## Exercise instructions:
Below are the records. Gather each line that holds "BufReader".

Supplied material Start Marker

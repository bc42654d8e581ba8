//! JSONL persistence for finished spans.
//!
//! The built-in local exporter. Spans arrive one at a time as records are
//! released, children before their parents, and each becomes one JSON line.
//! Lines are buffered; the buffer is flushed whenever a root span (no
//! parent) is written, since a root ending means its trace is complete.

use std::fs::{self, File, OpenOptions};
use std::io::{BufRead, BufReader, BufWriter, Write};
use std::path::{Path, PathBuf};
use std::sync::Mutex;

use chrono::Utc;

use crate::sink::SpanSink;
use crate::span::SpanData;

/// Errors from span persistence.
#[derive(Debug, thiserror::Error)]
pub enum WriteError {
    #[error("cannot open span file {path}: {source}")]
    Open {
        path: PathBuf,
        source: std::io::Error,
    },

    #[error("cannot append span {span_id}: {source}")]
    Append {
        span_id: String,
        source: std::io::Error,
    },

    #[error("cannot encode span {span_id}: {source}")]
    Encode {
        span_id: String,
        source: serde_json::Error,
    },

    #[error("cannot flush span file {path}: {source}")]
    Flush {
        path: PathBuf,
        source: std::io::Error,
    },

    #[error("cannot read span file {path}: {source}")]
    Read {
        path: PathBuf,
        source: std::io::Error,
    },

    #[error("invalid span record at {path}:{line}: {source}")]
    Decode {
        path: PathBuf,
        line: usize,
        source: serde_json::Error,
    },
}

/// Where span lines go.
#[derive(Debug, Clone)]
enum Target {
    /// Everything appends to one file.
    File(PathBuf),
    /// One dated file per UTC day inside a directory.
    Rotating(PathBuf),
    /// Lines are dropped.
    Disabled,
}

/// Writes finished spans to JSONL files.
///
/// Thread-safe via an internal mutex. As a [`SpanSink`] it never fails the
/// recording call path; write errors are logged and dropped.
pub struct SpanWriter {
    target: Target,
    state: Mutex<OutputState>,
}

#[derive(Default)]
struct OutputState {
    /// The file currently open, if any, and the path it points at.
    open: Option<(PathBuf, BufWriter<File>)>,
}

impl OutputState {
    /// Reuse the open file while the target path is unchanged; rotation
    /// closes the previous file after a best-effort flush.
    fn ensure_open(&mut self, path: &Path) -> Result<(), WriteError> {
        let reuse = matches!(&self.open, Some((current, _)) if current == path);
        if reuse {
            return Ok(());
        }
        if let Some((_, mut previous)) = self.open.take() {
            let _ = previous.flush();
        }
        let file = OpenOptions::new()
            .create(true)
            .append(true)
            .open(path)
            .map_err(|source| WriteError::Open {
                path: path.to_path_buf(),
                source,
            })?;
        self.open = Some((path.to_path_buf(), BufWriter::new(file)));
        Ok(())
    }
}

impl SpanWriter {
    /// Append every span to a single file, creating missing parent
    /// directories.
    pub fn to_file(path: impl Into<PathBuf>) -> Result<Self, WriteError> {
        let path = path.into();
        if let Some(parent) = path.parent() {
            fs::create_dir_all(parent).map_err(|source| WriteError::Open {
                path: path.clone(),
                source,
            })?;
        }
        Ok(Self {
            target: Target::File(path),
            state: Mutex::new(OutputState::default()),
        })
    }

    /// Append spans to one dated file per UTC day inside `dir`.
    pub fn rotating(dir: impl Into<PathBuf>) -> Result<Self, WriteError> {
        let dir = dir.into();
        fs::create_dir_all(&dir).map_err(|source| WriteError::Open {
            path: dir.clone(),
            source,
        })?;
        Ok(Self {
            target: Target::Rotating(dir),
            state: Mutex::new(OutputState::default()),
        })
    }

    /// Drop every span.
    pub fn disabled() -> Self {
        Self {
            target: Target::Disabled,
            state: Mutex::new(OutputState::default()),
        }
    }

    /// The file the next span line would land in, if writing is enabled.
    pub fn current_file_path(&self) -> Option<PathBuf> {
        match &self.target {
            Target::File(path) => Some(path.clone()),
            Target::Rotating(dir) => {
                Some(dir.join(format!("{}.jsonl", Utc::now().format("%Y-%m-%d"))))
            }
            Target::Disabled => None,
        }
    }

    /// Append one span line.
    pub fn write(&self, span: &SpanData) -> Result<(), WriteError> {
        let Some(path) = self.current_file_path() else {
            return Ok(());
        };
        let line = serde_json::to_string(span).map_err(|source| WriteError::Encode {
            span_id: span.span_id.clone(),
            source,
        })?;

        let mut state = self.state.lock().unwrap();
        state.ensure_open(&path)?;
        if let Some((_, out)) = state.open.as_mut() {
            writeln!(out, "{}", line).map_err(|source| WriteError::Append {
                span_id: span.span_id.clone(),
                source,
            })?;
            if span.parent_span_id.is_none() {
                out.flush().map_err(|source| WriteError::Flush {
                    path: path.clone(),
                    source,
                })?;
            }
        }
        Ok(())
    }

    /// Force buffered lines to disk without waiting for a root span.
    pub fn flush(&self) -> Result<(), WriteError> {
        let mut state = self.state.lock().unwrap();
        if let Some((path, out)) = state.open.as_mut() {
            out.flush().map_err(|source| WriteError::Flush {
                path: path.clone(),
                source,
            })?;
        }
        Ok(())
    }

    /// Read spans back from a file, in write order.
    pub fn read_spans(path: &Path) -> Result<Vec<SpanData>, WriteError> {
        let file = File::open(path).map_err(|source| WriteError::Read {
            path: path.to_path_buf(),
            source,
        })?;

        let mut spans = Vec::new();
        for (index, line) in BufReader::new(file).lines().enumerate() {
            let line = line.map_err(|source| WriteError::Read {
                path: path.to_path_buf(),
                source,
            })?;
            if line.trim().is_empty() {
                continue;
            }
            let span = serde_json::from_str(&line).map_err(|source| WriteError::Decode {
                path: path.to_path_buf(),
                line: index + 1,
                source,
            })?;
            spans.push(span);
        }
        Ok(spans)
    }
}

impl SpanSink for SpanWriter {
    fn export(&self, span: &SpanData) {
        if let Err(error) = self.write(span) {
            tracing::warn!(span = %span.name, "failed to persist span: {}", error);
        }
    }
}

Supplied material End Marker

## Solution to the exercise:
use std::io::{BufRead, BufReader, BufWriter, Write};
        for (index, line) in BufReader::new(file).lines().enumerate() {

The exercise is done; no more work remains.